В качестве базового методического приема для работы на культурном поле Фрейдом был предложен принцип аналогового переноса понимания природы индивидуальной невротической проблематики в область социальных и культурных феноменов. В основе подобного рода аналогии лежала идея о тождественности индивидуальной и коллективной невротичности, которую он впервые деятельно провозгласил как раз в 1907 году («Навязчивые действия и религиозные обряды»). Применение подобного аналогового метода было настолько универсальным, что его следы мы легко находим даже там, где исследуемое культурное явление прямо не сопоставляется с тем или иным типом индивидуальной психопатологии, с тем или иным аспектом клинического опыта. Так, к примеру, в октябре 1909 года, в период работы над своей книгой о Леонардо да Винчи, Фрейд проговаривается в одном из писем Юнгу от том, что «недавно я столкнулся с его (т.е. Леонардо до Винчи – В.М.) подобием, но без его гениальности, в одном невротике».

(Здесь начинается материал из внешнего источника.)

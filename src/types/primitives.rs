//! Primitive type implementations (bool, integers, floats).

use crate::error::{Error, Result};
use crate::protocol::types::{FormatCode, Oid, oid};

use super::{FromValue, ToWireValue, Value, preferred_format, write_len_prefixed};

fn decode_error(value: &Value, target: &str) -> Error {
    Error::Decode(format!("cannot decode {} value as {}", value.kind(), target))
}

/// Encode an integer for an integer target with range checking, or as decimal
/// text for targets exchanged in text format (e.g. NUMERIC).
fn encode_int(v: i64, from: &str, natural: Oid, target_oid: Oid, buf: &mut Vec<u8>) -> Result<()> {
    match target_oid {
        oid::INT2 => {
            let v = i16::try_from(v).map_err(|_| Error::overflow(from, "INT2"))?;
            buf.extend_from_slice(&2_i32.to_be_bytes());
            buf.extend_from_slice(&v.to_be_bytes());
        }
        oid::INT4 => {
            let v = i32::try_from(v).map_err(|_| Error::overflow(from, "INT4"))?;
            buf.extend_from_slice(&4_i32.to_be_bytes());
            buf.extend_from_slice(&v.to_be_bytes());
        }
        oid::INT8 => {
            buf.extend_from_slice(&8_i32.to_be_bytes());
            buf.extend_from_slice(&v.to_be_bytes());
        }
        oid::OID => {
            let v = u32::try_from(v).map_err(|_| Error::overflow(from, "OID"))?;
            buf.extend_from_slice(&4_i32.to_be_bytes());
            buf.extend_from_slice(&v.to_be_bytes());
        }
        _ if preferred_format(target_oid) == FormatCode::Text => {
            write_len_prefixed(buf, v.to_string().as_bytes())?;
        }
        _ => return Err(Error::type_mismatch(natural, target_oid)),
    }
    Ok(())
}

// === Boolean ===

impl FromValue for bool {
    fn from_value(value: Value) -> Result<Self> {
        match value {
            Value::Bool(v) => Ok(v),
            Value::Null => Err(Error::Decode("unexpected NULL value".into())),
            other => Err(decode_error(&other, "bool")),
        }
    }
}

impl ToWireValue for bool {
    fn natural_oid(&self) -> Oid {
        oid::BOOL
    }

    fn encode(&self, target_oid: Oid, buf: &mut Vec<u8>) -> Result<()> {
        match target_oid {
            oid::BOOL => {
                buf.extend_from_slice(&1_i32.to_be_bytes());
                buf.push(u8::from(*self));
                Ok(())
            }
            oid::UNKNOWN => write_len_prefixed(buf, if *self { b"t" } else { b"f" }),
            _ => Err(Error::type_mismatch(self.natural_oid(), target_oid)),
        }
    }
}

// === Integer types ===

macro_rules! impl_int_to_wire {
    ($ty:ty, $natural:expr) => {
        impl ToWireValue for $ty {
            fn natural_oid(&self) -> Oid {
                $natural
            }

            fn encode(&self, target_oid: Oid, buf: &mut Vec<u8>) -> Result<()> {
                encode_int(i64::from(*self), stringify!($ty), $natural, target_oid, buf)
            }
        }
    };
}

// PostgreSQL has no INT1 or unsigned types; pick the smallest type that holds every value.
impl_int_to_wire!(i8, oid::INT2);
impl_int_to_wire!(u8, oid::INT2);
impl_int_to_wire!(i16, oid::INT2);
impl_int_to_wire!(u16, oid::INT4);
impl_int_to_wire!(i32, oid::INT4);
impl_int_to_wire!(u32, oid::INT8);
impl_int_to_wire!(i64, oid::INT8);

impl ToWireValue for u64 {
    fn natural_oid(&self) -> Oid {
        oid::INT8
    }

    fn encode(&self, target_oid: Oid, buf: &mut Vec<u8>) -> Result<()> {
        let v = i64::try_from(*self).map_err(|_| Error::overflow("u64", "INT8"))?;
        encode_int(v, "u64", oid::INT8, target_oid, buf)
    }
}

impl FromValue for i16 {
    fn from_value(value: Value) -> Result<Self> {
        match value {
            Value::Int2(v) => Ok(v),
            Value::Null => Err(Error::Decode("unexpected NULL value".into())),
            other => Err(decode_error(&other, "i16")),
        }
    }
}

impl FromValue for i32 {
    fn from_value(value: Value) -> Result<Self> {
        match value {
            Value::Int2(v) => Ok(v as i32),
            Value::Int4(v) => Ok(v),
            Value::Null => Err(Error::Decode("unexpected NULL value".into())),
            other => Err(decode_error(&other, "i32")),
        }
    }
}

impl FromValue for i64 {
    fn from_value(value: Value) -> Result<Self> {
        match value {
            Value::Int2(v) => Ok(v as i64),
            Value::Int4(v) => Ok(v as i64),
            Value::Int8(v) => Ok(v),
            Value::Null => Err(Error::Decode("unexpected NULL value".into())),
            other => Err(decode_error(&other, "i64")),
        }
    }
}

// === Floating point types ===

impl FromValue for f32 {
    fn from_value(value: Value) -> Result<Self> {
        match value {
            Value::Float4(v) => Ok(v),
            Value::Null => Err(Error::Decode("unexpected NULL value".into())),
            other => Err(decode_error(&other, "f32")),
        }
    }
}

impl FromValue for f64 {
    fn from_value(value: Value) -> Result<Self> {
        match value {
            Value::Float4(v) => Ok(v as f64),
            Value::Float8(v) => Ok(v),
            Value::Numeric(s) => match s.as_str() {
                "NaN" => Ok(f64::NAN),
                _ => s
                    .parse()
                    .map_err(|e| Error::Decode(format!("invalid numeric {:?}: {}", s, e))),
            },
            Value::Null => Err(Error::Decode("unexpected NULL value".into())),
            other => Err(decode_error(&other, "f64")),
        }
    }
}

impl ToWireValue for f32 {
    fn natural_oid(&self) -> Oid {
        oid::FLOAT4
    }

    fn encode(&self, target_oid: Oid, buf: &mut Vec<u8>) -> Result<()> {
        match target_oid {
            oid::FLOAT4 => {
                buf.extend_from_slice(&4_i32.to_be_bytes());
                buf.extend_from_slice(&self.to_be_bytes());
                Ok(())
            }
            _ => (*self as f64).encode(target_oid, buf),
        }
    }
}

impl ToWireValue for f64 {
    fn natural_oid(&self) -> Oid {
        oid::FLOAT8
    }

    fn encode(&self, target_oid: Oid, buf: &mut Vec<u8>) -> Result<()> {
        match target_oid {
            oid::FLOAT4 => {
                let v = *self as f32;
                if self.is_finite() && !v.is_finite() {
                    return Err(Error::overflow("f64", "FLOAT4"));
                }
                buf.extend_from_slice(&4_i32.to_be_bytes());
                buf.extend_from_slice(&v.to_be_bytes());
                Ok(())
            }
            oid::FLOAT8 => {
                buf.extend_from_slice(&8_i32.to_be_bytes());
                buf.extend_from_slice(&self.to_be_bytes());
                Ok(())
            }
            _ if preferred_format(target_oid) == FormatCode::Text => {
                let text = if self.is_nan() {
                    "NaN".to_string()
                } else if self.is_infinite() {
                    if *self > 0.0 { "Infinity" } else { "-Infinity" }.to_string()
                } else {
                    self.to_string()
                };
                write_len_prefixed(buf, text.as_bytes())
            }
            _ => Err(Error::type_mismatch(self.natural_oid(), target_oid)),
        }
    }
}
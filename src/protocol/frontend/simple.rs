//! Query and Terminate.

use crate::protocol::codec::MessageBuilder;

/// Write a Query message. `sql` may hold several `;`-separated statements;
/// results come back in text format.
pub fn write_query(buf: &mut Vec<u8>, sql: &str) {
    let mut msg = MessageBuilder::new(buf, super::msg_type::QUERY);
    msg.write_cstr(sql);
    msg.finish();
}

/// Write Terminate. The server closes the session without replying.
pub fn write_terminate(buf: &mut Vec<u8>) {
    MessageBuilder::new(buf, super::msg_type::TERMINATE).finish();
}
//! Decoded column values.

use crate::error::{Error, Result};
use crate::protocol::types::{FormatCode, Oid, oid};

/// A single decoded column value.
///
/// SQL NULL is its own variant and is only ever produced from the -1 length
/// marker on the wire, never from the content of a value.
#[derive(Debug, Clone, PartialEq)]
pub enum Value {
    Null,
    Bool(bool),
    Int2(i16),
    Int4(i32),
    Int8(i64),
    Float4(f32),
    Float8(f64),
    /// NUMERIC in its exact decimal text form
    Numeric(String),
    Text(String),
    Bytea(Vec<u8>),
    /// A type without a dedicated decoder, kept as its text representation.
    Other { type_oid: Oid, text: String },
}

impl Value {
    /// Decode one field of a DataRow.
    pub fn decode(type_oid: Oid, format: FormatCode, raw: Option<&[u8]>) -> Result<Self> {
        match raw {
            None => Ok(Value::Null),
            Some(bytes) => match format {
                FormatCode::Binary => decode_binary(type_oid, bytes),
                FormatCode::Text => decode_text(type_oid, bytes),
            },
        }
    }

    pub fn is_null(&self) -> bool {
        matches!(self, Value::Null)
    }

    /// Short type name used in decode error messages.
    pub fn kind(&self) -> &'static str {
        match self {
            Value::Null => "NULL",
            Value::Bool(_) => "bool",
            Value::Int2(_) => "int2",
            Value::Int4(_) => "int4",
            Value::Int8(_) => "int8",
            Value::Float4(_) => "float4",
            Value::Float8(_) => "float8",
            Value::Numeric(_) => "numeric",
            Value::Text(_) => "text",
            Value::Bytea(_) => "bytea",
            Value::Other { .. } => "other",
        }
    }
}

fn utf8(bytes: &[u8]) -> Result<&str> {
    simdutf8::compat::from_utf8(bytes).map_err(|e| Error::Decode(format!("invalid UTF-8: {}", e)))
}

fn fixed<const N: usize>(type_oid: Oid, bytes: &[u8]) -> Result<[u8; N]> {
    bytes.try_into().map_err(|_| {
        Error::Decode(format!(
            "invalid length {} for binary value of oid {}",
            bytes.len(),
            type_oid
        ))
    })
}

fn decode_binary(type_oid: Oid, bytes: &[u8]) -> Result<Value> {
    Ok(match type_oid {
        oid::BOOL => Value::Bool(fixed::<1>(type_oid, bytes)?[0] != 0),
        oid::INT2 => Value::Int2(i16::from_be_bytes(fixed(type_oid, bytes)?)),
        oid::INT4 => Value::Int4(i32::from_be_bytes(fixed(type_oid, bytes)?)),
        oid::INT8 => Value::Int8(i64::from_be_bytes(fixed(type_oid, bytes)?)),
        oid::OID => Value::Int8(u32::from_be_bytes(fixed(type_oid, bytes)?) as i64),
        oid::FLOAT4 => Value::Float4(f32::from_be_bytes(fixed(type_oid, bytes)?)),
        oid::FLOAT8 => Value::Float8(f64::from_be_bytes(fixed(type_oid, bytes)?)),
        oid::BYTEA => Value::Bytea(bytes.to_vec()),
        oid::TEXT | oid::VARCHAR | oid::BPCHAR | oid::NAME | oid::CHAR | oid::UNKNOWN => {
            Value::Text(utf8(bytes)?.to_owned())
        }
        _ => {
            return Err(Error::Decode(format!(
                "no binary decoder for oid {}",
                type_oid
            )));
        }
    })
}

fn decode_text(type_oid: Oid, bytes: &[u8]) -> Result<Value> {
    let s = utf8(bytes)?;
    Ok(match type_oid {
        oid::BOOL => match s {
            "t" | "true" => Value::Bool(true),
            "f" | "false" => Value::Bool(false),
            _ => return Err(Error::Decode(format!("invalid boolean: {:?}", s))),
        },
        oid::INT2 => Value::Int2(parse(s, "int2")?),
        oid::INT4 => Value::Int4(parse(s, "int4")?),
        oid::INT8 | oid::OID => Value::Int8(parse(s, "int8")?),
        oid::FLOAT4 => Value::Float4(parse_float(s)? as f32),
        oid::FLOAT8 => Value::Float8(parse_float(s)?),
        oid::NUMERIC => Value::Numeric(s.to_owned()),
        oid::BYTEA => Value::Bytea(decode_bytea_hex(s)?),
        oid::TEXT | oid::VARCHAR | oid::BPCHAR | oid::NAME | oid::CHAR | oid::UNKNOWN => {
            Value::Text(s.to_owned())
        }
        _ => Value::Other {
            type_oid,
            text: s.to_owned(),
        },
    })
}

fn parse<T: std::str::FromStr>(s: &str, name: &str) -> Result<T>
where
    T::Err: std::fmt::Display,
{
    s.parse()
        .map_err(|e| Error::Decode(format!("invalid {}: {:?}: {}", name, s, e)))
}

fn parse_float(s: &str) -> Result<f64> {
    match s {
        "NaN" => Ok(f64::NAN),
        "Infinity" => Ok(f64::INFINITY),
        "-Infinity" => Ok(f64::NEG_INFINITY),
        _ => parse(s, "float"),
    }
}

/// Decode the `\x0a1b` hex output format of bytea.
fn decode_bytea_hex(s: &str) -> Result<Vec<u8>> {
    let hex = s
        .strip_prefix("\\x")
        .ok_or_else(|| Error::Decode("bytea text value is not in hex format".into()))?;
    if hex.len() % 2 != 0 {
        return Err(Error::Decode("odd number of hex digits in bytea".into()));
    }
    hex.as_bytes()
        .chunks_exact(2)
        .map(|pair| {
            let hi = hex_digit(pair[0])?;
            let lo = hex_digit(pair[1])?;
            Ok((hi << 4) | lo)
        })
        .collect()
}

fn hex_digit(c: u8) -> Result<u8> {
    match c {
        b'0'..=b'9' => Ok(c - b'0'),
        b'a'..=b'f' => Ok(c - b'a' + 10),
        b'A'..=b'F' => Ok(c - b'A' + 10),
        _ => Err(Error::Decode(format!("invalid hex digit {:?}", c as char))),
    }
}
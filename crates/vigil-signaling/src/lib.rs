//! Room-scoped signaling bus for the Vigil proctoring engine.
//!
//! ## Submodules
//!
//! | Module | Purpose |
//! |--------|---------|
//! | `message` | `SignalMessage` wire enum — negotiation, lifecycle, violations |
//! | `connection` | One client's send handle, room binding, drop accounting |
//! | `hub` | Fan-out: room broadcast, slow-client eviction, `SignalSink` seam |
//! | `watchdog` | Grace-period watchdog for vacated rooms |
//!
//! ## Data Flow
//!
//! Clients connect and join the room named by their session token. Engine
//! components publish [`message::SignalMessage`]s through [`hub::SignalSink`];
//! the hub serialises once and fans out per room.

#![deny(unsafe_code)]

pub mod connection;
pub mod hub;
pub mod message;
pub mod watchdog;

pub use connection::{ClientConnection, ClientRole};
pub use hub::{SignalError, SignalSink, SignalingHub};
pub use message::SignalMessage;
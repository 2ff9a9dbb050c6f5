//! Violation classification.
//!
//! [`classify`] is a pure mapping from one snapshot plus policy to zero or
//! more violations. Each check contributes at most one violation per tick;
//! checks run in a fixed order (fullscreen, media levels, face, objects,
//! gaze, attention, pattern) and the output preserves that order. The only
//! state is the rolling window behind the suspicious-pattern signal, carried
//! in [`ClassifierState`] by the caller.
//!
//! Alongside violations, the outcome reports which kinds were evaluated and
//! found clean, so the caller can resolve active violations per
//! (session, kind) key. Checks skipped this tick (detection unavailable,
//! disabled by policy) appear in neither list.

use std::collections::VecDeque;

use serde_json::json;

use vigil_core::ids::SessionToken;
use vigil_core::policy::MonitoringPolicy;
use vigil_core::snapshot::{ComplianceSnapshot, DetectionReadings};
use vigil_core::violation::{Violation, ViolationKind};

/// Head rotation beyond this many degrees counts as gaze deviation.
const HEAD_DEVIATION_DEGREES: f64 = 25.0;
/// Attention score below this is a low-attention violation.
const LOW_ATTENTION_THRESHOLD: u8 = 40;
/// Attention drop across the rolling window that marks a suspicious trend.
const SUSPICIOUS_TREND_DROP: u8 = 20;
/// Default rolling window length, in ticks.
pub const DEFAULT_WINDOW_TICKS: usize = 15;

/// Object labels graded as critical restricted objects.
const PHONE_LABELS: &[&str] = &["mobile_phone", "cell_phone", "smartphone"];
const NOTES_LABELS: &[&str] = &["notes", "book", "paper", "cheat_sheet"];

/// Rolling-window state behind the suspicious-pattern signal.
pub struct ClassifierState {
    window: VecDeque<WindowEntry>,
    capacity: usize,
}

struct WindowEntry {
    looking_away: bool,
    attention: u8,
}

impl ClassifierState {
    /// State with a rolling window of `capacity` ticks.
    #[must_use]
    pub fn new(capacity: usize) -> Self {
        Self {
            window: VecDeque::with_capacity(capacity),
            capacity: capacity.max(2),
        }
    }

    fn push(&mut self, readings: &DetectionReadings) {
        if self.window.len() == self.capacity {
            let _ = self.window.pop_front();
        }
        self.window.push_back(WindowEntry {
            looking_away: readings.looking_away,
            attention: readings.attention_score,
        });
    }

    /// Whether the full window shows a sustained suspicious pattern: looking
    /// away on at least half the ticks, or an attention trend that fell by
    /// [`SUSPICIOUS_TREND_DROP`] and ended below the low-attention threshold.
    fn is_suspicious(&self) -> bool {
        if self.window.len() < self.capacity {
            return false;
        }
        let away = self.window.iter().filter(|e| e.looking_away).count();
        if away * 2 >= self.window.len() {
            return true;
        }
        let half = self.window.len() / 2;
        let front: u32 = self.window.iter().take(half).map(|e| u32::from(e.attention)).sum();
        let back: u32 = self.window.iter().skip(half).map(|e| u32::from(e.attention)).sum();
        let front_avg = front / half as u32;
        let back_avg = back / (self.window.len() - half) as u32;
        front_avg.saturating_sub(back_avg) >= u32::from(SUSPICIOUS_TREND_DROP)
            && back_avg < u32::from(LOW_ATTENTION_THRESHOLD)
    }

    fn reset(&mut self) {
        self.window.clear();
    }
}

impl Default for ClassifierState {
    fn default() -> Self {
        Self::new(DEFAULT_WINDOW_TICKS)
    }
}

/// Result of classifying one tick.
pub struct ClassifyOutcome {
    /// Violations raised this tick, in check order.
    pub violations: Vec<Violation>,
    /// Kinds evaluated this tick and found clean.
    pub resolved: Vec<ViolationKind>,
}

/// Evaluate one snapshot against the policy.
pub fn classify(
    token: &SessionToken,
    snapshot: &ComplianceSnapshot,
    policy: &MonitoringPolicy,
    state: &mut ClassifierState,
) -> ClassifyOutcome {
    let mut out = ClassifyOutcome {
        violations: Vec::new(),
        resolved: Vec::new(),
    };

    // 1. Fullscreen requirement.
    if policy.require_fullscreen {
        check(
            &mut out,
            token,
            ViolationKind::FullscreenExited,
            !snapshot.is_fullscreen,
            "assessment window left fullscreen",
            json!({"isFullscreen": snapshot.is_fullscreen}),
        );
    }

    // 2–4. Media activity thresholds.
    check(
        &mut out,
        token,
        ViolationKind::CameraLevelLow,
        snapshot.camera_level < policy.min_camera_level,
        "camera activity below required level",
        json!({"threshold": policy.min_camera_level, "observed": snapshot.camera_level}),
    );
    check(
        &mut out,
        token,
        ViolationKind::MicrophoneLevelLow,
        snapshot.microphone_level < policy.min_microphone_level,
        "microphone activity below required level",
        json!({"threshold": policy.min_microphone_level, "observed": snapshot.microphone_level}),
    );
    check(
        &mut out,
        token,
        ViolationKind::SpeakerLevelLow,
        snapshot.speaker_level < policy.min_speaker_level,
        "speaker activity below required level",
        json!({"threshold": policy.min_speaker_level, "observed": snapshot.speaker_level}),
    );

    // 5+. Detection-dependent checks, skipped entirely when the pass did not
    // run this tick.
    let Some(readings) = snapshot.detection.as_ref() else {
        return out;
    };

    if policy.enable_face_detection {
        check(
            &mut out,
            token,
            ViolationKind::NoFaceDetected,
            readings.face_count == 0,
            "no face in frame",
            json!({"faceCount": readings.face_count}),
        );
        check(
            &mut out,
            token,
            ViolationKind::MultipleFacesDetected,
            readings.face_count > 1,
            "more than one face in frame",
            json!({"faceCount": readings.face_count}),
        );
    }

    if policy.enable_object_detection {
        let phone = readings
            .objects_detected
            .iter()
            .find(|label| PHONE_LABELS.contains(&label.as_str()));
        check(
            &mut out,
            token,
            ViolationKind::MobilePhoneDetected,
            phone.is_some(),
            "mobile phone detected in frame",
            json!({"label": phone}),
        );
        let notes = readings
            .objects_detected
            .iter()
            .find(|label| NOTES_LABELS.contains(&label.as_str()));
        check(
            &mut out,
            token,
            ViolationKind::NotesDetected,
            notes.is_some(),
            "notes or printed material detected in frame",
            json!({"label": notes}),
        );
    }

    if policy.enable_face_detection {
        let deviated = readings.gaze.is_off_screen()
            || readings.head_pose.max_deviation() > HEAD_DEVIATION_DEGREES;
        check(
            &mut out,
            token,
            ViolationKind::GazeDeviation,
            deviated,
            "gaze or head pose deviated from the screen",
            json!({
                "gaze": readings.gaze,
                "headDeviationDegrees": readings.head_pose.max_deviation(),
            }),
        );
        check(
            &mut out,
            token,
            ViolationKind::LowAttention,
            readings.attention_score < LOW_ATTENTION_THRESHOLD,
            "attention score below threshold",
            json!({"threshold": LOW_ATTENTION_THRESHOLD, "observed": readings.attention_score}),
        );

        state.push(readings);
        let suspicious = state.is_suspicious();
        check(
            &mut out,
            token,
            ViolationKind::SuspiciousPattern,
            suspicious,
            "sustained suspicious behavior over the rolling window",
            json!({"windowTicks": state.capacity}),
        );
        if suspicious {
            // Start a fresh window; re-firing is governed by new evidence,
            // not the same window sliding by one tick.
            state.reset();
        }
    }

    out
}

fn check(
    out: &mut ClassifyOutcome,
    token: &SessionToken,
    kind: ViolationKind,
    failed: bool,
    message: &str,
    detail: serde_json::Value,
) {
    if failed {
        out.violations
            .push(Violation::new(token.clone(), kind, message, detail));
    } else {
        out.resolved.push(kind);
    }
}
//! # vigil-server
//!
//! The engine's network surface: an axum router serving the session REST
//! routes, the signaling WebSocket upgrade, Prometheus metrics, and health.
//!
//! ## Submodules
//!
//! | Module | Purpose |
//! |--------|---------|
//! | `state` | Shared `AppState` (registry, hub, policies, config) |
//! | `routes` | REST handlers and router assembly |
//! | `ws` | WebSocket upgrade, frame dispatch, room relay |
//! | `error` | `ServerError` → HTTP status mapping |
//! | `metrics` | Prometheus recorder install + metric name constants |

#![deny(unsafe_code)]

pub mod error;
pub mod metrics;
pub mod routes;
pub mod state;
pub mod ws;

pub use error::ServerError;
pub use routes::app;
pub use state::AppState;
//! # vigil-core
//!
//! Foundation types, errors, branded IDs, and configuration for the Vigil
//! proctoring engine.
//!
//! This crate provides the shared vocabulary that all other Vigil crates
//! depend on:
//!
//! - **Branded IDs**: [`ids::SessionToken`], [`ids::ObserverId`],
//!   [`ids::AssessmentId`], [`ids::CandidateId`] as newtypes
//! - **Sessions**: [`session::ProctoringSession`] and the
//!   [`session::SessionStatus`] lifecycle state machine
//! - **Snapshots**: [`snapshot::ComplianceSnapshot`] — one tick's signal read
//! - **Violations**: [`violation::Violation`] with the closed
//!   [`violation::ViolationKind`] taxonomy and fixed severity mapping
//! - **Policy**: [`policy::MonitoringPolicy`] thresholds and enablement flags
//! - **Config**: [`config::EngineConfig`] — every interval and window the
//!   engine uses, never hard-coded inside components
//! - **Logging**: [`logging::init`] for the tracing subscriber
//!
//! ## Crate Position
//!
//! Foundation crate. Depended on by all other vigil crates.

#![deny(unsafe_code)]

pub mod config;
pub mod ids;
pub mod logging;
pub mod policy;
pub mod session;
pub mod snapshot;
pub mod violation;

Именно в этот период в прикладном психоанализе сложился, как я его называю, «принцип глобуса», т.е. возникло и закрепилось довольно-таки характерное методологическое оборачивание: индивидуальная невротическая организация, являющаяся результатом патогенного влияния культурной среды, была объявлена чем-то первичным и легла в основание любых культурологических изысканий4. С такой позицией полемизировал Юнг, настаивавший на примате культурной среды над индивидуальной психикой. Но «принцип глобуса» возобладал и молодое психоаналитическое движение потеряло своего «наследного принца», пережив один из самых трагичных расколов в своей истории. Но все же плоды проведенной работы были несомненно значимы. Я имею в виду работы Ш.Ференци по психоанализу воспитания и обучения детей, исследования О.Ранком мифологии и художественной культуры, работы Т.Райка, О.Пфистера, Г.Закса, Г.Рохайма и пр. представителей первой волны прикладных исследователей. Немаловажно было и появление в тот период проекта «Имаго», т.е. корпоративно организованного психоаналитического исследования культурной среды.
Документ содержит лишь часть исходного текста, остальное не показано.